Mr. Karger himself is wearing a Spandex weightlifter's suit.
Enclosed with the calendars was the official law-firm tattoo
-- a rub-on affair designed by Mr. Karger's wife, the firm's
graphic artist -- featuring a lizard head on a female human
body.
Mr. Karger's clients fall into two camps when
it comes to his antics. At businesses where his calendars
are up in the coffee room, copier room, women's rest room
or an office, he's seen as one provocative lawyer. "It
has a stunning effect," says Dean G. Popps, president
of DFW Teleport Ltd., an Irving satellite-uplink company.

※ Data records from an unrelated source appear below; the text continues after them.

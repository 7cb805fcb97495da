//! Identifier types for the CDR generator
//!
//! Topology entities (network elements, service types, customers) carry the
//! positive numeric identifiers assigned in configuration. CDRs carry a UUID
//! drawn from the generator's random stream so that seeded runs reproduce the
//! same identifiers.

use rand::Rng;
use serde::{Deserialize, Deserializer, Serialize, Serializer};
use std::fmt;
use uuid::Uuid;

/// Identifier of a network element
#[derive(Debug, Clone, Copy, PartialEq, Eq, Hash, PartialOrd, Ord, Serialize, Deserialize)]
#[serde(transparent)]
pub struct ElementId(pub u32);

impl fmt::Display for ElementId {
    fn fmt(&self, f: &mut fmt::Formatter<'_>) -> fmt::Result {
        write!(f, "NE_{}", self.0)
    }
}

/// Identifier of a service type
#[derive(Debug, Clone, Copy, PartialEq, Eq, Hash, PartialOrd, Ord, Serialize, Deserialize)]
#[serde(transparent)]
pub struct ServiceTypeId(pub u32);

impl fmt::Display for ServiceTypeId {
    fn fmt(&self, f: &mut fmt::Formatter<'_>) -> fmt::Result {
        write!(f, "SVC_{}", self.0)
    }
}

/// Identifier of a customer
#[derive(Debug, Clone, Copy, PartialEq, Eq, Hash, PartialOrd, Ord, Serialize, Deserialize)]
#[serde(transparent)]
pub struct CustomerId(pub u64);

impl fmt::Display for CustomerId {
    fn fmt(&self, f: &mut fmt::Formatter<'_>) -> fmt::Result {
        write!(f, "CUST_{}", self.0)
    }
}

/// Unique identifier for a generated CDR
#[derive(Debug, Clone, Copy, PartialEq, Eq, Hash)]
pub struct CdrId(pub Uuid);

impl CdrId {
    /// Create a new random CDR ID from system entropy
    pub fn new() -> Self {
        Self(Uuid::new_v4())
    }

    /// Draw a version 4 UUID from the given random source
    pub fn from_rng<R: Rng + ?Sized>(rng: &mut R) -> Self {
        let mut bytes = [0u8; 16];
        rng.fill(&mut bytes);
        Self(uuid::Builder::from_random_bytes(bytes).into_uuid())
    }

    /// Id of piece `segment` of a split call; piece 1 keeps the call's id
    pub fn segment(&self, segment: u32) -> Self {
        if segment <= 1 {
            return *self;
        }
        let mask = u128::from(segment).wrapping_mul(0x9E37_79B9_7F4A_7C15_F39C_C060_5CED_C835);
        Self(uuid::Builder::from_random_bytes((self.0.as_u128() ^ mask).to_be_bytes()).into_uuid())
    }
}

impl Default for CdrId {
    fn default() -> Self {
        Self::new()
    }
}

impl fmt::Display for CdrId {
    fn fmt(&self, f: &mut fmt::Formatter<'_>) -> fmt::Result {
        write!(f, "CDR_{}", self.0.simple())
    }
}

impl Serialize for CdrId {
    fn serialize<S>(&self, serializer: S) -> Result<S::Ok, S::Error>
    where
        S: Serializer,
    {
        serializer.serialize_str(&format!("CDR_{}", self.0.simple()))
    }
}

impl<'de> Deserialize<'de> for CdrId {
    fn deserialize<D>(deserializer: D) -> Result<Self, D::Error>
    where
        D: Deserializer<'de>,
    {
        let s = String::deserialize(deserializer)?;
        let raw = s.strip_prefix("CDR_").unwrap_or(&s);
        let uuid = Uuid::parse_str(raw).map_err(serde::de::Error::custom)?;
        Ok(CdrId(uuid))
    }
}
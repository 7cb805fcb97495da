//! Per-record technology selection
//!
//! A [`TechnologyMix`] picks the technology for record `index`. The random
//! policies draw from the record's own generator; the rotating policies only
//! look at the index, so every execution mode sees the same choice.

use crate::simulation::error::{ConfigurationError, SimulationResult};
use crate::types::{ConfigValidationError, MixPolicy, TechnologyId, TechnologyMixConfig};
use rand::distributions::{Distribution, WeightedIndex};
use rand::Rng;

/// Technology selection policy over a fixed list of technologies
#[derive(Debug, Clone)]
pub struct TechnologyMix {
    policy: MixPolicy,
    technologies: Vec<TechnologyId>,
    weights: Vec<u32>,
    weighted: Option<WeightedIndex<u64>>,
    total_weight: u64,
}

impl TechnologyMix {
    /// Build a mix from `(technology, weight)` entries
    ///
    /// Weights only matter for the weighted policies, where entries with a
    /// zero weight are dropped.
    pub fn new(policy: MixPolicy, entries: Vec<(TechnologyId, u32)>) -> SimulationResult<Self> {
        let weighted_policy = matches!(policy, MixPolicy::Weighted | MixPolicy::WeightedRoundRobin);
        let entries: Vec<(TechnologyId, u32)> = if weighted_policy {
            entries.into_iter().filter(|(_, weight)| *weight > 0).collect()
        } else {
            entries
        };

        if entries.is_empty() {
            if weighted_policy {
                return Err(ConfigValidationError::MissingMixWeights(policy).into());
            }
            return Err(ConfigurationError::NoUsableTechnology(Vec::new()).into());
        }

        let (technologies, weights): (Vec<_>, Vec<_>) = entries.into_iter().unzip();

        // At most four u32 weights, so the sum cannot overflow a u64
        let total_weight = weights.iter().map(|w| u64::from(*w)).sum();

        let weighted = match policy {
            MixPolicy::Weighted => Some(
                WeightedIndex::new(weights.iter().map(|w| u64::from(*w)))
                    .map_err(|_| ConfigValidationError::MissingMixWeights(policy))?,
            ),
            _ => None,
        };

        Ok(Self { policy, technologies, weights, weighted, total_weight })
    }

    /// Uniform choice over `technologies`
    pub fn uniform(technologies: &[TechnologyId]) -> SimulationResult<Self> {
        Self::new(MixPolicy::Uniform, technologies.iter().map(|t| (*t, 1)).collect())
    }

    /// Strict rotation over `technologies`
    pub fn round_robin(technologies: &[TechnologyId]) -> SimulationResult<Self> {
        Self::new(MixPolicy::RoundRobin, technologies.iter().map(|t| (*t, 1)).collect())
    }

    /// Build the mix described by configuration
    ///
    /// An empty technology list means every technology in `available`.
    /// Weighted policies take weights from the configuration and treat
    /// unlisted technologies as weight zero.
    pub fn from_config(config: &TechnologyMixConfig, available: &[TechnologyId]) -> SimulationResult<Self> {
        let technologies: Vec<TechnologyId> = if config.technologies.is_empty() {
            available.to_vec()
        } else {
            config.technologies.clone()
        };

        let entries = technologies
            .into_iter()
            .map(|technology| {
                let weight = match config.policy {
                    MixPolicy::Weighted | MixPolicy::WeightedRoundRobin => {
                        config.weights.get(&technology).copied().unwrap_or(0)
                    }
                    MixPolicy::Uniform | MixPolicy::RoundRobin => 1,
                };
                (technology, weight)
            })
            .collect();

        Self::new(config.policy, entries)
    }

    /// Selection policy
    pub fn policy(&self) -> MixPolicy {
        self.policy
    }

    /// Technologies the mix can choose
    pub fn technologies(&self) -> &[TechnologyId] {
        &self.technologies
    }

    /// Weight of `technology`, zero when it is not part of the mix
    pub fn weight(&self, technology: TechnologyId) -> u32 {
        self.technologies
            .iter()
            .position(|t| *t == technology)
            .map(|i| self.weights[i])
            .unwrap_or(0)
    }

    /// Choose the technology for record `index`
    pub fn choose<R: Rng + ?Sized>(&self, index: u64, rng: &mut R) -> TechnologyId {
        match self.policy {
            MixPolicy::Uniform => self.technologies[rng.gen_range(0..self.technologies.len())],
            MixPolicy::Weighted => match &self.weighted {
                Some(distribution) => self.technologies[distribution.sample(rng)],
                None => self.technologies[0],
            },
            MixPolicy::RoundRobin => {
                self.technologies[(index % self.technologies.len() as u64) as usize]
            }
            MixPolicy::WeightedRoundRobin => self.rotation_slot(index),
        }
    }

    /// Walk the cumulative weights to the technology owning `index % total`
    fn rotation_slot(&self, index: u64) -> TechnologyId {
        let mut slot = index % self.total_weight.max(1);
        for (technology, weight) in self.technologies.iter().zip(&self.weights) {
            let weight = u64::from(*weight);
            if slot < weight {
                return *technology;
            }
            slot -= weight;
        }
        self.technologies[0]
    }
}
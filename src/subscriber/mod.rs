//! Subscriber model
//!
//! - **Customer**: a subscriber with MSISDN, IMSI and IMEI
//! - **CustomerPool**: the validated, non-empty population records are drawn for
//! - **CustomerGenerator**: seeded population generator

pub mod customer;
pub mod generator;

pub use customer::*;
pub use generator::*;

"We show our clients that we have lawyers whose rules
are: There are no rules."
But at offices where the calendar stays in
the mailing tube or goes home to the 13-year-old's room,
Mr. Karger is seen as a good lawyer with a sense of humor
probably worth ignoring. Some have called the firm to say
"Take me off the mailing list, this guy's insane."
"I use the calendar as a desk blotter,"
says Mr. Clark. "If I put it up, I'd have to explain
to people that this is the guy who does legal work for me
at a high price."
Still, Mr. Karger and his associates at the law firm swear
they've never lost a client because of his wild side.
Mr. Karger says he expects his work to stay
fresh long enough to produce several more years of calendars.
His associate Mr. Key, who likes diving off boats and out
of airplanes, is lobbying for a parachuting theme next year.